Collected data entries

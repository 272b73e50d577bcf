use crate::schema::delta_files;
use crate::schema::delta_files::dsl;
use chrono::{DateTime, Utc};
use deltafi_domain::{DeltaFile, DeltaFileCriteria, DeltaFileRepository, DomainError, PersistResult};
use diesel::prelude::*;
use diesel::r2d2::{ConnectionManager, Pool, PooledConnection};
use diesel::result::{DatabaseErrorKind, Error as DieselError};
use diesel_migrations::{embed_migrations, EmbeddedMigrations, MigrationHarness};
use std::sync::Arc;
use uuid::Uuid;
pub const MIGRATIONS: EmbeddedMigrations = embed_migrations!("./migrations");
#[cfg(feature = "pg")]
type DbConn = PgConnection;
#[cfg(not(feature = "pg"))]
type DbConn = SqliteConnection;
type DbPool = Pool<ConnectionManager<DbConn>>;
/// Aplica `busy_timeout` a cada conexión SQLite del pool; sin esto los
/// escritores concurrentes fallan con SQLITE_BUSY en lugar de esperar.
#[cfg(not(feature = "pg"))]
#[derive(Debug)]
struct SqlitePragmas;
#[cfg(not(feature = "pg"))]
impl diesel::r2d2::CustomizeConnection<SqliteConnection, diesel::r2d2::Error> for SqlitePragmas {
  fn on_acquire(&self, conn: &mut SqliteConnection) -> Result<(), diesel::r2d2::Error> {
    diesel::sql_query("PRAGMA busy_timeout = 5000;").execute(conn).map_err(diesel::r2d2::Error::QueryError)?;
    Ok(())
  }
}
/// Repo Diesel que implementa `DeltaFileRepository`.
///
/// Cada DeltaFile se guarda como documento JSON junto a las columnas que
/// usan las consultas (etapa, flujo, tiempos, bytes). La columna `version`
/// implementa el control optimista: `save` sólo actualiza la fila si la
/// versión coincide con la esperada.
pub struct DieselDeltaFileRepository {
  pool: Arc<DbPool>,
}
impl DieselDeltaFileRepository {
  pub fn new(database_url: &str) -> Result<Self, DomainError> {
    let manager = ConnectionManager::<DbConn>::new(database_url);
    let builder = Pool::builder().max_size(4);
    #[cfg(not(feature = "pg"))]
    let builder = builder.connection_customizer(Box::new(SqlitePragmas));
    let pool = builder.build(manager)
                      .map_err(|e| DomainError::ExternalError(format!("no se pudo crear el pool de conexiones: {}", e)))?;
    let repo = DieselDeltaFileRepository { pool: Arc::new(pool) };
    let mut c = repo.conn()?;
    #[cfg(not(feature = "pg"))]
    {
      let _ = diesel::sql_query("PRAGMA journal_mode = WAL;").execute(&mut c);
    }
    c.run_pending_migrations(MIGRATIONS)
     .map_err(|e| DomainError::ExternalError(format!("migraciones: {}", e)))?;
    Ok(repo)
  }
  fn conn(&self) -> Result<PooledConnection<ConnectionManager<DbConn>>, DomainError> {
    self.pool.get().map_err(|e| DomainError::ExternalError(format!("pool: {}", e)))
  }
}
#[derive(Debug, Queryable, Insertable)]
#[diesel(table_name = delta_files)]
struct DeltaFileRow {
  pub did: String,
  pub name: String,
  pub data_source: String,
  pub stage: String,
  pub created_ts: i64,
  pub modified_ts: i64,
  pub active_modified_ts: Option<i64>,
  pub terminal_ts: Option<i64>,
  pub content_deleted_ts: Option<i64>,
  pub content_purged: bool,
  pub error_acknowledged_ts: Option<i64>,
  pub total_bytes: i64,
  pub version: i64,
  pub document: String,
}
fn millis(t: DateTime<Utc>) -> i64 {
  t.timestamp_millis()
}
fn to_row(df: &DeltaFile, version: i64) -> Result<DeltaFileRow, DomainError> {
  let mut doc = df.clone();
  doc.version = version;
  Ok(DeltaFileRow { did: df.did.to_string(),
                    name: df.name.clone(),
                    data_source: df.data_source.clone(),
                    stage: df.stage.as_str().to_string(),
                    created_ts: millis(df.created),
                    modified_ts: millis(df.modified),
                    active_modified_ts: df.oldest_active_modified().map(millis),
                    terminal_ts: df.terminal_at.map(millis),
                    content_deleted_ts: df.content_deleted.map(millis),
                    content_purged: df.content_purged,
                    error_acknowledged_ts: df.error_acknowledged.map(millis),
                    total_bytes: i64::try_from(df.total_bytes).unwrap_or(i64::MAX),
                    version,
                    document: serde_json::to_string(&doc)? })
}
fn from_row(row: DeltaFileRow) -> Result<DeltaFile, DomainError> {
  let mut df: DeltaFile = serde_json::from_str(&row.document)?;
  // la columna es la fuente de verdad de la versión
  df.version = row.version;
  Ok(df)
}
fn map_db_err<T>(res: std::result::Result<T, DieselError>) -> Result<T, DomainError> {
  res.map_err(|e| DomainError::ExternalError(format!("db: {}", e)))
}
impl DeltaFileRepository for DieselDeltaFileRepository {
  fn find(&self, did: &Uuid) -> Result<Option<DeltaFile>, DomainError> {
    let mut conn = self.conn()?;
    let row = map_db_err(dsl::delta_files.filter(dsl::did.eq(did.to_string()))
                                         .first::<DeltaFileRow>(&mut conn)
                                         .optional())?;
    row.map(from_row).transpose()
  }
  fn insert(&self, delta_file: &DeltaFile) -> Result<i64, DomainError> {
    let mut conn = self.conn()?;
    let row = to_row(delta_file, 0)?;
    match diesel::insert_into(dsl::delta_files).values(&row).execute(&mut conn) {
      Ok(_) => Ok(0),
      Err(DieselError::DatabaseError(DatabaseErrorKind::UniqueViolation, _)) => {
        Err(DomainError::ValidationError(format!("el DeltaFile {} ya existe", delta_file.did)))
      }
      Err(e) => Err(DomainError::ExternalError(format!("db: {}", e))),
    }
  }
  fn save(&self, delta_file: &DeltaFile, expected_version: i64) -> Result<PersistResult, DomainError> {
    let mut conn = self.conn()?;
    let new_version = expected_version.saturating_add(1);
    let row = to_row(delta_file, new_version)?;
    let updated = map_db_err(diesel::update(dsl::delta_files.filter(dsl::did.eq(&row.did))
                                                            .filter(dsl::version.eq(expected_version)))
                             .set((dsl::name.eq(&row.name),
                                   dsl::data_source.eq(&row.data_source),
                                   dsl::stage.eq(&row.stage),
                                   dsl::modified_ts.eq(row.modified_ts),
                                   dsl::active_modified_ts.eq(row.active_modified_ts),
                                   dsl::terminal_ts.eq(row.terminal_ts),
                                   dsl::content_deleted_ts.eq(row.content_deleted_ts),
                                   dsl::content_purged.eq(row.content_purged),
                                   dsl::error_acknowledged_ts.eq(row.error_acknowledged_ts),
                                   dsl::total_bytes.eq(row.total_bytes),
                                   dsl::version.eq(new_version),
                                   dsl::document.eq(&row.document)))
                             .execute(&mut conn))?;
    if updated == 1 {
      return Ok(PersistResult::Ok { new_version });
    }
    // 0 filas: o la versión cambió (conflicto) o el DeltaFile no existe
    let exists = map_db_err(dsl::delta_files.filter(dsl::did.eq(&row.did))
                                            .count()
                                            .get_result::<i64>(&mut conn))?;
    if exists == 0 {
      return Err(DomainError::ValidationError(format!("el DeltaFile {} no existe", delta_file.did)));
    }
    log::debug!("conflicto de versión al guardar {} (esperada {})", delta_file.did, expected_version);
    Ok(PersistResult::Conflict)
  }
  fn query(&self, criteria: &DeltaFileCriteria) -> Result<Vec<DeltaFile>, DomainError> {
    let mut conn = self.conn()?;
    let mut q = dsl::delta_files.into_boxed();
    if !criteria.stages.is_empty() {
      let stages: Vec<String> = criteria.stages.iter().map(|s| s.as_str().to_string()).collect();
      q = q.filter(dsl::stage.eq_any(stages));
    }
    if let Some(ds) = &criteria.data_source {
      q = q.filter(dsl::data_source.eq(ds.clone()));
    }
    if let Some(t) = criteria.created_after {
      q = q.filter(dsl::created_ts.gt(millis(t)));
    }
    if let Some(t) = criteria.created_before {
      q = q.filter(dsl::created_ts.lt(millis(t)));
    }
    if let Some(t) = criteria.modified_before {
      q = q.filter(dsl::modified_ts.lt(millis(t)));
    }
    if let Some(t) = criteria.active_modified_before {
      q = q.filter(dsl::active_modified_ts.lt(millis(t)));
    }
    if let Some(t) = criteria.terminal_before {
      q = q.filter(dsl::terminal_ts.lt(millis(t)));
    }
    match criteria.content_deleted {
      Some(true) => q = q.filter(dsl::content_deleted_ts.is_not_null()),
      Some(false) => q = q.filter(dsl::content_deleted_ts.is_null()),
      None => {}
    }
    if let Some(p) = criteria.content_purged {
      q = q.filter(dsl::content_purged.eq(p));
    }
    match criteria.error_acknowledged {
      Some(true) => q = q.filter(dsl::error_acknowledged_ts.is_not_null()),
      Some(false) => q = q.filter(dsl::error_acknowledged_ts.is_null()),
      None => {}
    }
    if let Some(m) = criteria.min_bytes {
      q = q.filter(dsl::total_bytes.ge(i64::try_from(m).unwrap_or(i64::MAX)));
    }
    q = q.order(dsl::modified_ts.asc());
    if let Some(limit) = criteria.limit {
      q = q.limit(i64::try_from(limit).unwrap_or(i64::MAX));
    }
    let rows = map_db_err(q.load::<DeltaFileRow>(&mut conn))?;
    rows.into_iter().map(from_row).collect()
  }
  fn delete(&self, did: &Uuid) -> Result<bool, DomainError> {
    let mut conn = self.conn()?;
    let n = map_db_err(diesel::delete(dsl::delta_files.filter(dsl::did.eq(did.to_string()))).execute(&mut conn))?;
    Ok(n > 0)
  }
  fn count(&self) -> Result<usize, DomainError> {
    let mut conn = self.conn()?;
    let n = map_db_err(dsl::delta_files.count().get_result::<i64>(&mut conn))?;
    Ok(usize::try_from(n).unwrap_or(0))
  }
}
/// Construye el repositorio a partir de `DELTAFI_DB_URL` (o `DATABASE_URL`)
/// tras cargar `.env`.
///
/// - Con el feature `pg` la URL es obligatoria y debe apuntar a Postgres.
/// - Sin `pg` se usa SQLite; si no hay URL, una base en memoria compartida.
pub fn new_from_env() -> Result<DieselDeltaFileRepository, DomainError> {
  dotenvy::dotenv().ok();
  let url = std::env::var("DELTAFI_DB_URL").or_else(|_| std::env::var("DATABASE_URL"));
  if cfg!(feature = "pg") {
    let url = url.map_err(|_| DomainError::ExternalError("DELTAFI_DB_URL / DATABASE_URL not set".into()))?;
    let l = url.to_lowercase();
    if !(l.starts_with("postgres") || url.contains('@')) {
      return Err(DomainError::ExternalError("DELTAFI_DB_URL / DATABASE_URL does not look like Postgres URL".into()));
    }
    DieselDeltaFileRepository::new(&url)
  } else {
    let url = url.unwrap_or_else(|_| "file:deltafi?mode=memory&cache=shared".into());
    DieselDeltaFileRepository::new(&url)
  }
}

### PROBLEM REQUIREMENTS
Among the lines above, find each one containing the string "DateTime" and copy it.

### TASK RESULT
use chrono::{DateTime, Utc};
fn millis(t: DateTime<Utc>) -> i64 {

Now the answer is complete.